• **Material for the task**:
-- Opening Marker --

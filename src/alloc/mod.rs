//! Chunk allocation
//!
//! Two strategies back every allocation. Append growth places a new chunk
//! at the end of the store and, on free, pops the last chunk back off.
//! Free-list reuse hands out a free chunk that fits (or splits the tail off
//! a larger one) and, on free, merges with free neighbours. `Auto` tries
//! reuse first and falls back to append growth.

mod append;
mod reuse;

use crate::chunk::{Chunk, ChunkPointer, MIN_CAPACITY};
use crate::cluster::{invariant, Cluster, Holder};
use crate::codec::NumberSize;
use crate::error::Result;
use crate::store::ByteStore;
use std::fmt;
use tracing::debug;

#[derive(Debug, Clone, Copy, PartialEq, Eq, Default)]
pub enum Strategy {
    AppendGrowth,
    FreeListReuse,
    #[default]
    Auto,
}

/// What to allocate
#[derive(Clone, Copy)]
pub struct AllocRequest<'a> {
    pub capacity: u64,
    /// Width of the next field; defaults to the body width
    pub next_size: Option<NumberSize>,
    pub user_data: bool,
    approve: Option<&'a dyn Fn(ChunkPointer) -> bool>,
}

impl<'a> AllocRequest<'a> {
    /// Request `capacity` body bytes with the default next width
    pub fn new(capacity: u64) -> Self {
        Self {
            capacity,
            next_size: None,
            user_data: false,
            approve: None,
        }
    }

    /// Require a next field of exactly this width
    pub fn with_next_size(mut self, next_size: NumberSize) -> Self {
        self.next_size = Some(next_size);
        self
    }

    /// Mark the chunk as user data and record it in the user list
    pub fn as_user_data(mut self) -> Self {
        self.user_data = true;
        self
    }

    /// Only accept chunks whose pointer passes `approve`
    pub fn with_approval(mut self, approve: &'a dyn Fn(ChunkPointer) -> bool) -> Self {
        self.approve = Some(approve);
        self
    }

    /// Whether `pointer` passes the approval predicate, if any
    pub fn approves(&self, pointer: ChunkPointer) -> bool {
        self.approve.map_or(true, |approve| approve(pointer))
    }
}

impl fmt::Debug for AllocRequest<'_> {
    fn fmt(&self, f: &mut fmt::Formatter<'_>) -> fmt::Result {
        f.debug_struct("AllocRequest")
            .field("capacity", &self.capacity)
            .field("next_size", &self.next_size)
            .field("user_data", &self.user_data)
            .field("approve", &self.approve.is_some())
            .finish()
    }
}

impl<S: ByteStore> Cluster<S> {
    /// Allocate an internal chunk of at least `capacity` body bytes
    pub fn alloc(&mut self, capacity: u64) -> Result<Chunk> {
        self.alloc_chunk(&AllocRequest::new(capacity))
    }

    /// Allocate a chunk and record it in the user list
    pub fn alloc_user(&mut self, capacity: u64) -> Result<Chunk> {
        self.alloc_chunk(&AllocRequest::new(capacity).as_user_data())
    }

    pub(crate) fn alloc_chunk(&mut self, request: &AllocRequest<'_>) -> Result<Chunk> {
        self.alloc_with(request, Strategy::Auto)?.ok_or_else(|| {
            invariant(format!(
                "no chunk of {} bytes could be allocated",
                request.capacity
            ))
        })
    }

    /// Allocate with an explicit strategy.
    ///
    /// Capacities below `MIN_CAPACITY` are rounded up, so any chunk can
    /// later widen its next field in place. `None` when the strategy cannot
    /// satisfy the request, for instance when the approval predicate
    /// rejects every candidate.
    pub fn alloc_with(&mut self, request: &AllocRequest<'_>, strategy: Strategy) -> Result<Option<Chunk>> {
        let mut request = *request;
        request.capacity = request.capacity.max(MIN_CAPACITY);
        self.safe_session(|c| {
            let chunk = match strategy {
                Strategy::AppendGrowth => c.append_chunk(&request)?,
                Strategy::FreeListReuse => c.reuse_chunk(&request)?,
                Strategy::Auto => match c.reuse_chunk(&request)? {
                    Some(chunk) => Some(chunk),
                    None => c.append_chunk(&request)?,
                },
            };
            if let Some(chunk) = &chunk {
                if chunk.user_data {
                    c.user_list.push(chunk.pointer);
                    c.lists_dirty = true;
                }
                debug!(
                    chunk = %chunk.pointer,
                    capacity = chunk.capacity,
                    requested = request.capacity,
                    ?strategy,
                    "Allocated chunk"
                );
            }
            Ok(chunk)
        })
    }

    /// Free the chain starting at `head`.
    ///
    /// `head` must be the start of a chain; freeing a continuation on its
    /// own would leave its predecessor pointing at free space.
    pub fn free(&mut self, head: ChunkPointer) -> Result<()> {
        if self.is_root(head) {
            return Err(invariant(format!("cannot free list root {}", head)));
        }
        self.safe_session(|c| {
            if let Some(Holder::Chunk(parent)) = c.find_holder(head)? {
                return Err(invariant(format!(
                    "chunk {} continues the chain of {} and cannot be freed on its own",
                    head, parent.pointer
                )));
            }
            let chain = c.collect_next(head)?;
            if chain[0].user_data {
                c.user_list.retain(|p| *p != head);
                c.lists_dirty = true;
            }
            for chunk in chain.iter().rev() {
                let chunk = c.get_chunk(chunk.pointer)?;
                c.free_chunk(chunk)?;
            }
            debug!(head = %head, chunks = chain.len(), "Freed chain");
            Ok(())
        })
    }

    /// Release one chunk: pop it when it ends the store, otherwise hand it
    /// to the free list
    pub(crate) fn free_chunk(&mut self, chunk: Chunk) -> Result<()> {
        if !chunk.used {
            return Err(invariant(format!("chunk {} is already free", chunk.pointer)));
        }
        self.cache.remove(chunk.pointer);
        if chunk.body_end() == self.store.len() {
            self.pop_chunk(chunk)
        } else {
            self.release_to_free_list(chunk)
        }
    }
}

-- Closing Marker --
-- Opening Marker --

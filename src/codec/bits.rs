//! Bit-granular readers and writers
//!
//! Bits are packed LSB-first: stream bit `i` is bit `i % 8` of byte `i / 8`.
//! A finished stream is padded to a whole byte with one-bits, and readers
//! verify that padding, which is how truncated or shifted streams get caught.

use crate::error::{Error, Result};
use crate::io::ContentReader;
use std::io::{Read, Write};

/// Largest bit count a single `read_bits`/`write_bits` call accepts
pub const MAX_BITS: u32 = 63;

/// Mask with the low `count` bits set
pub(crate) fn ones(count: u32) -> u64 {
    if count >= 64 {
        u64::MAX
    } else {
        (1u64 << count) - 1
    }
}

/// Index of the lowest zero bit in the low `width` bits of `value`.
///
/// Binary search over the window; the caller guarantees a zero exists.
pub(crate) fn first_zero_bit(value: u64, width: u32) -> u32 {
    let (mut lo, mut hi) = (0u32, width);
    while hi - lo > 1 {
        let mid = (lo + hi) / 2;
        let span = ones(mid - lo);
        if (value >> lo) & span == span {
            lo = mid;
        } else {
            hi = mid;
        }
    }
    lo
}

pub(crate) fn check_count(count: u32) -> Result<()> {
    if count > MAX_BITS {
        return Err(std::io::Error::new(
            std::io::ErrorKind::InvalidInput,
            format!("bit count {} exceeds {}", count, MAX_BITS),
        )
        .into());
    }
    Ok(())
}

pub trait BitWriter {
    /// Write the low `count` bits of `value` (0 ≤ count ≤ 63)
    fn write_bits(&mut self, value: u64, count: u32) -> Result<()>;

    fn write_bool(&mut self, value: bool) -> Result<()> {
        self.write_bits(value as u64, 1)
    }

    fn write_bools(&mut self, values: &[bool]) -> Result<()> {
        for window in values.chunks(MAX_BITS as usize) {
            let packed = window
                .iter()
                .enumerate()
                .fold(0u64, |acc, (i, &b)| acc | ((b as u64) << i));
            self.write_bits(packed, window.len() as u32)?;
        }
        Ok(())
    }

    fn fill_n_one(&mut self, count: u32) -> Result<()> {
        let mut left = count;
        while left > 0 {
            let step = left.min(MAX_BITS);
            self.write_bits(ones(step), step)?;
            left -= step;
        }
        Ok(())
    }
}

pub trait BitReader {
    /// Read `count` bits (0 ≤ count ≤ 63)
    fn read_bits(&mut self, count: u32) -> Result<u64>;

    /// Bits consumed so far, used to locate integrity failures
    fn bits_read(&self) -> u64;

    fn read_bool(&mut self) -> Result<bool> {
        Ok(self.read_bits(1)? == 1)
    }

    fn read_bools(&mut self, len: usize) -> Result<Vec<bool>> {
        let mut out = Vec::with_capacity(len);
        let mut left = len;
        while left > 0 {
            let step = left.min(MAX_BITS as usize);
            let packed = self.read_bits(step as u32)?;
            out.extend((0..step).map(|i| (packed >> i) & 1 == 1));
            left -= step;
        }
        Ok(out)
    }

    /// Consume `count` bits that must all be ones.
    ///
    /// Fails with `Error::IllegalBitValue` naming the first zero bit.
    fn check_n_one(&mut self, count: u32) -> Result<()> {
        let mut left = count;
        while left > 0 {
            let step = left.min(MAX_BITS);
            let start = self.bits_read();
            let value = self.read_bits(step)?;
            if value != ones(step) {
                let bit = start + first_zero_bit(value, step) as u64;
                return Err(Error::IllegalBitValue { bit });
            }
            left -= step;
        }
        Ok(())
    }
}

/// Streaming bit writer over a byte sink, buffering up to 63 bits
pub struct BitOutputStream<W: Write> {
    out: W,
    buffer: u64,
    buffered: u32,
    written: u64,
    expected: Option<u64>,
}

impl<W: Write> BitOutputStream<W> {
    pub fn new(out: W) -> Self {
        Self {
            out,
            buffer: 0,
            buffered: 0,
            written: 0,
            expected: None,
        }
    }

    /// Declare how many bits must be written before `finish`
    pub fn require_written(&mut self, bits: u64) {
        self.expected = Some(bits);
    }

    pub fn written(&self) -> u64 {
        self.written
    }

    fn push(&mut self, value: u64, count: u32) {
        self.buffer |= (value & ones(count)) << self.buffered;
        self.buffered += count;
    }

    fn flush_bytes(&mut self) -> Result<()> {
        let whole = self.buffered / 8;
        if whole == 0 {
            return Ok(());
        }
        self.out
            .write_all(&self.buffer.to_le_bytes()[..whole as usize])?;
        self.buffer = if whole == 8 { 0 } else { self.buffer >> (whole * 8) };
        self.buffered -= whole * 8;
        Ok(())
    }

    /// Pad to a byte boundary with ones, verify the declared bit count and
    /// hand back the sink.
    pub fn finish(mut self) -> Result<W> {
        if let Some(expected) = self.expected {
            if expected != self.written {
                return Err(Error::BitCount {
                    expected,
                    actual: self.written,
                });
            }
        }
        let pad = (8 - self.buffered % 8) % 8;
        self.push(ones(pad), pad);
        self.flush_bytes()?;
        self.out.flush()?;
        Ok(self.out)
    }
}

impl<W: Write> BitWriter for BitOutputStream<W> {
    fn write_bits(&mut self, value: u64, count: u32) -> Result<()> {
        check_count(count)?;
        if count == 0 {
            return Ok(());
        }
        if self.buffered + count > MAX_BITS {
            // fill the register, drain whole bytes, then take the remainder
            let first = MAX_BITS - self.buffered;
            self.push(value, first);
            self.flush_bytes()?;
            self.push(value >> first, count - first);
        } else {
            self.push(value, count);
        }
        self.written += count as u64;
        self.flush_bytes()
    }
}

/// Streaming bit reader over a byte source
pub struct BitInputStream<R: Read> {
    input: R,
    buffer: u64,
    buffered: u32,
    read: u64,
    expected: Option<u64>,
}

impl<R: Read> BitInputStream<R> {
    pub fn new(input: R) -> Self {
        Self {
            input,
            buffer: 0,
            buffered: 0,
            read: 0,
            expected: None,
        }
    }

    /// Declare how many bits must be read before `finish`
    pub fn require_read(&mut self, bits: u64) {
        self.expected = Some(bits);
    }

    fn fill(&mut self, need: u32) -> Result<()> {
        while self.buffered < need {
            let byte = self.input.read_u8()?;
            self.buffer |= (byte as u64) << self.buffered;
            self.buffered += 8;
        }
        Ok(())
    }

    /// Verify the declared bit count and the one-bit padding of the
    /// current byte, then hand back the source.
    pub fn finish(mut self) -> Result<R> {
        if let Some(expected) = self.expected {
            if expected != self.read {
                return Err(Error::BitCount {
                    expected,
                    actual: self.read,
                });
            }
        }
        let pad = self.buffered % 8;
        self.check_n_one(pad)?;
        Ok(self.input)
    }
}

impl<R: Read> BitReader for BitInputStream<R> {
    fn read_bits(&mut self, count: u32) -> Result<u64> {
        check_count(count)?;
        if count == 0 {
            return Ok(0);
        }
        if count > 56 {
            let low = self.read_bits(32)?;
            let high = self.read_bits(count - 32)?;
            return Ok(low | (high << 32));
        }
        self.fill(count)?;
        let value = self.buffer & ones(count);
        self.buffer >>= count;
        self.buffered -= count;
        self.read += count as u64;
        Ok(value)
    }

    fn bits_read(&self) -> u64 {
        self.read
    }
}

-- Closing Marker --
-- Opening Marker --

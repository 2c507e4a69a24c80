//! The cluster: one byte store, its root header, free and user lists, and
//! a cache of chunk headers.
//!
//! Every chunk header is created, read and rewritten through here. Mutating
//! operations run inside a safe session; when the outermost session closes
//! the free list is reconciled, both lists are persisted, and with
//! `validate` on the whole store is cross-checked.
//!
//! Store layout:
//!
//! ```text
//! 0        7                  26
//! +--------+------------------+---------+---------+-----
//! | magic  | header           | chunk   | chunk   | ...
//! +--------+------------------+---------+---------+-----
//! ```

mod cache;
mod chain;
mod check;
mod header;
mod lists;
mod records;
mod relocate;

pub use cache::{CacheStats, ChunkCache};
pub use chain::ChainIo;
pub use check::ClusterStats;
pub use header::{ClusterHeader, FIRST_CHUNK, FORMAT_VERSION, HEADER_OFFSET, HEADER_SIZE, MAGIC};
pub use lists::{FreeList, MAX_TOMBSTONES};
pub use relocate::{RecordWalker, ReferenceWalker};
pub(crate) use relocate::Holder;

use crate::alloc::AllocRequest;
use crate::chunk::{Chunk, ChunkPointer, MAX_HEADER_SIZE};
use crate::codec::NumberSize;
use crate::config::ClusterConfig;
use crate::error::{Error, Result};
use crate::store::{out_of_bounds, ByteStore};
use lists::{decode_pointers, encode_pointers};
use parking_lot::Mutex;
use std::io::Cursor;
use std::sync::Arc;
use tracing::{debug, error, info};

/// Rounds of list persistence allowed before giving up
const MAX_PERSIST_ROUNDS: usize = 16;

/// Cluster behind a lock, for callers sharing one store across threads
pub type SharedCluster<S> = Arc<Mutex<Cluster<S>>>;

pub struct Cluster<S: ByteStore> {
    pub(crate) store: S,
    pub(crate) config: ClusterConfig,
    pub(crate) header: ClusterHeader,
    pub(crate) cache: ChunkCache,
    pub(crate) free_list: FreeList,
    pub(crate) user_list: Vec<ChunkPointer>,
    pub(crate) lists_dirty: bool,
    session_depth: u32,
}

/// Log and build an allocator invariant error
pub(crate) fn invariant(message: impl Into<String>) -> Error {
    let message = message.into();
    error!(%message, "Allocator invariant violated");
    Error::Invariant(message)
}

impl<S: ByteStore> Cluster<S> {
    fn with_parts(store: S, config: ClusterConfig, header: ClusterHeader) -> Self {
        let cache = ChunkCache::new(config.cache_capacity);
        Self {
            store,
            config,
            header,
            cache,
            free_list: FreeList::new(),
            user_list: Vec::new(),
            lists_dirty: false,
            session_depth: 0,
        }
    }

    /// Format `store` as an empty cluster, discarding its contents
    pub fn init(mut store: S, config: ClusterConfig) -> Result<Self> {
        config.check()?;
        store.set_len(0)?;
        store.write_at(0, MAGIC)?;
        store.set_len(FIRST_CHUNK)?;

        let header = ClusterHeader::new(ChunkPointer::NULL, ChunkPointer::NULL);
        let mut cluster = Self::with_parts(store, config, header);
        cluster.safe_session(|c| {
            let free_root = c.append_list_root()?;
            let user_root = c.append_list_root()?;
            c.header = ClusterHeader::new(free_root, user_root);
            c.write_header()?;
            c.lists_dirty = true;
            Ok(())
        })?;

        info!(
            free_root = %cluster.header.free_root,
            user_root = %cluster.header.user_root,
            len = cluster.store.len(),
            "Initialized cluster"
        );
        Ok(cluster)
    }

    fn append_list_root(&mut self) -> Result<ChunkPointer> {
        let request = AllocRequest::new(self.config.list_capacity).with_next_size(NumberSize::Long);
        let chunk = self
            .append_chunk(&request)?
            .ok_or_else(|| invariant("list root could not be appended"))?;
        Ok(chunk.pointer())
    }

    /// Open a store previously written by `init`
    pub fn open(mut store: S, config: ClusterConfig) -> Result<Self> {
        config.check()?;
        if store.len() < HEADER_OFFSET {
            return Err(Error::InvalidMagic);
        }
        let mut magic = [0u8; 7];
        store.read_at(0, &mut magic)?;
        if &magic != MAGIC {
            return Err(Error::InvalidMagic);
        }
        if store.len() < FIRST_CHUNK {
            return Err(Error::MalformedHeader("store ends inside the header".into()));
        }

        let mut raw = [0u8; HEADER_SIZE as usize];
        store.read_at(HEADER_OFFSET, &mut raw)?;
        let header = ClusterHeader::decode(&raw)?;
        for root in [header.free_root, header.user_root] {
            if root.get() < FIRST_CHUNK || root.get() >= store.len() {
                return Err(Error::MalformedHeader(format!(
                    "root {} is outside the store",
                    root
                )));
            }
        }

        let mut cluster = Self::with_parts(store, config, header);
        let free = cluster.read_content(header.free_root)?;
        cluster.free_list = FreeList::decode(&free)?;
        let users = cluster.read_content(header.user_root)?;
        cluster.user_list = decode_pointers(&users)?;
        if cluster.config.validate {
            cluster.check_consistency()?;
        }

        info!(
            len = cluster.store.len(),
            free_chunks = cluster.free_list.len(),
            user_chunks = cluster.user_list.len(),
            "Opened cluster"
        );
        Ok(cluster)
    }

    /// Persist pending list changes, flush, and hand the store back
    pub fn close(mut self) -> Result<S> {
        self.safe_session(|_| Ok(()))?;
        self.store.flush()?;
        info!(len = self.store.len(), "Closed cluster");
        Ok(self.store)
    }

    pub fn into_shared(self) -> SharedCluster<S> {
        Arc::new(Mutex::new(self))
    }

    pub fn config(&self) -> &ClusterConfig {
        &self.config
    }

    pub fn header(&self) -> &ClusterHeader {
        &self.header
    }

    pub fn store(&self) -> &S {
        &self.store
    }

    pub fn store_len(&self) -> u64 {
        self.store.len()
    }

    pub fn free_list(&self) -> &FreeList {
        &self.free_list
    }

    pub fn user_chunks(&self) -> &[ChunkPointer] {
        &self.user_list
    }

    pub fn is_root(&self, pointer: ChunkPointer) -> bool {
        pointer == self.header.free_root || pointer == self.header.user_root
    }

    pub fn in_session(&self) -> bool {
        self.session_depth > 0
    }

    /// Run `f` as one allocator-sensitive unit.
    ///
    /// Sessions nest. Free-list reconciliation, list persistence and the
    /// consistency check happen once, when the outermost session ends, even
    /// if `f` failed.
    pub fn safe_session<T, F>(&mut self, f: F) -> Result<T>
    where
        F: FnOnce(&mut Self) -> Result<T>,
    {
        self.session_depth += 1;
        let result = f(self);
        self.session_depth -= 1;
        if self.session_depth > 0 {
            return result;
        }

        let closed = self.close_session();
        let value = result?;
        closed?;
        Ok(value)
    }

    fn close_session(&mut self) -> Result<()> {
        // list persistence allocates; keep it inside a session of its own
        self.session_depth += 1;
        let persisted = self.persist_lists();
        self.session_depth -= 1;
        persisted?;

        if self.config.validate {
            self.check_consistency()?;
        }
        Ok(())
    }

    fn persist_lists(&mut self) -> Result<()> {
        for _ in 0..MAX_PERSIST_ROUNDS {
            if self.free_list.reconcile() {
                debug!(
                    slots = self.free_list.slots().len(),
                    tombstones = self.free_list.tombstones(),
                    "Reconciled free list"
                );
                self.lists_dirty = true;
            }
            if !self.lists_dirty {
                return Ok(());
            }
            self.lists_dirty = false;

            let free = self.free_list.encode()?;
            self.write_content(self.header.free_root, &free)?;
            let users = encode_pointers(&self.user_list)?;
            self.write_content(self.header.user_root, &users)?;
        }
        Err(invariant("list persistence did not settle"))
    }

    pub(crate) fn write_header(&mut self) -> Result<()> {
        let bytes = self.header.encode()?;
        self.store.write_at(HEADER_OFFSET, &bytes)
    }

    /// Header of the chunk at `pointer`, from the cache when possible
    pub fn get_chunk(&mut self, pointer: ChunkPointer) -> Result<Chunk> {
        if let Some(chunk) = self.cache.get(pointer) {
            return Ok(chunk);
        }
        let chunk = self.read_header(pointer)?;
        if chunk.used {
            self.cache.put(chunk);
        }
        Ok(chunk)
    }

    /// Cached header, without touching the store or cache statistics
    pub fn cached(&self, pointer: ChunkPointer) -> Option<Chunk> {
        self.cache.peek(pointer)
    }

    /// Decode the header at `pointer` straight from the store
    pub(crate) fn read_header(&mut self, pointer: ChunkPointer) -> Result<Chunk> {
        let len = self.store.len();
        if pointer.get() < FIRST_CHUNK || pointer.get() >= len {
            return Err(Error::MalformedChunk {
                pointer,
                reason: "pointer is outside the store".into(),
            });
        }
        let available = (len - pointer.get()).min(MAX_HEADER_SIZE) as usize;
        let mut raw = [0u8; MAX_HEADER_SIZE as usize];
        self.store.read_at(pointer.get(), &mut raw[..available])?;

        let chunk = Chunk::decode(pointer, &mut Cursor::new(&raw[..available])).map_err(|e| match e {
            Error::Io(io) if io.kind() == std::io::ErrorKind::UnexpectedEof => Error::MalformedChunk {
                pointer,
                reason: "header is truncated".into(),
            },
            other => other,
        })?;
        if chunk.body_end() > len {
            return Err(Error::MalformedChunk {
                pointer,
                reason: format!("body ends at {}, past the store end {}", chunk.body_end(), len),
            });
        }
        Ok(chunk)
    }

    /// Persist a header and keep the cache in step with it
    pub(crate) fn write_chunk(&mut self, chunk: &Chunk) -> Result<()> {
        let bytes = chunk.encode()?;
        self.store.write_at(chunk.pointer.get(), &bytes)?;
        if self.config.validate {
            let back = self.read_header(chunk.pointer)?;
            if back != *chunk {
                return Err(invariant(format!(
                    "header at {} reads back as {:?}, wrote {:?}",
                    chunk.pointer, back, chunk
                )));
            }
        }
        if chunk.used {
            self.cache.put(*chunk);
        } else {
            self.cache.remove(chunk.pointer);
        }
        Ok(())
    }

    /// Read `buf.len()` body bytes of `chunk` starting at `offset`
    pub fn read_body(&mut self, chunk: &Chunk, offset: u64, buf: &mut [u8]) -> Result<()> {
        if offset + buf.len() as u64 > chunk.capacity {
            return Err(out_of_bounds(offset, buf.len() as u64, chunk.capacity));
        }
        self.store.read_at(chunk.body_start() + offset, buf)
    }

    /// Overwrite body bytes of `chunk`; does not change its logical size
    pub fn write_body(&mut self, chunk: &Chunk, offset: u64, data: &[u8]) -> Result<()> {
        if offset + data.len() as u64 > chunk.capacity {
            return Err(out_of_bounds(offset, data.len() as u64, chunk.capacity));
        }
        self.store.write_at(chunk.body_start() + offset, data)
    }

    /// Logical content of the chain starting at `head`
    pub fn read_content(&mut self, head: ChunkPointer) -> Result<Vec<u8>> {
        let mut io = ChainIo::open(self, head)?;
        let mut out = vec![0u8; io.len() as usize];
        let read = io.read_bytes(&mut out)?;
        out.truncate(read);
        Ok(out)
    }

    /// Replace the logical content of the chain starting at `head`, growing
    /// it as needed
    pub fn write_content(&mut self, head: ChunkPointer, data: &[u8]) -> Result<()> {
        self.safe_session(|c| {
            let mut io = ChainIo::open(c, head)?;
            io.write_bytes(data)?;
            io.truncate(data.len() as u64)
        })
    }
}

-- Closing Marker --

• **Activity**: Look through the material above for the word "then" and copy every line that has it.

• **Your response**:
            // fill the register, drain whole bytes, then take the remainder
    /// current byte, then hand back the source.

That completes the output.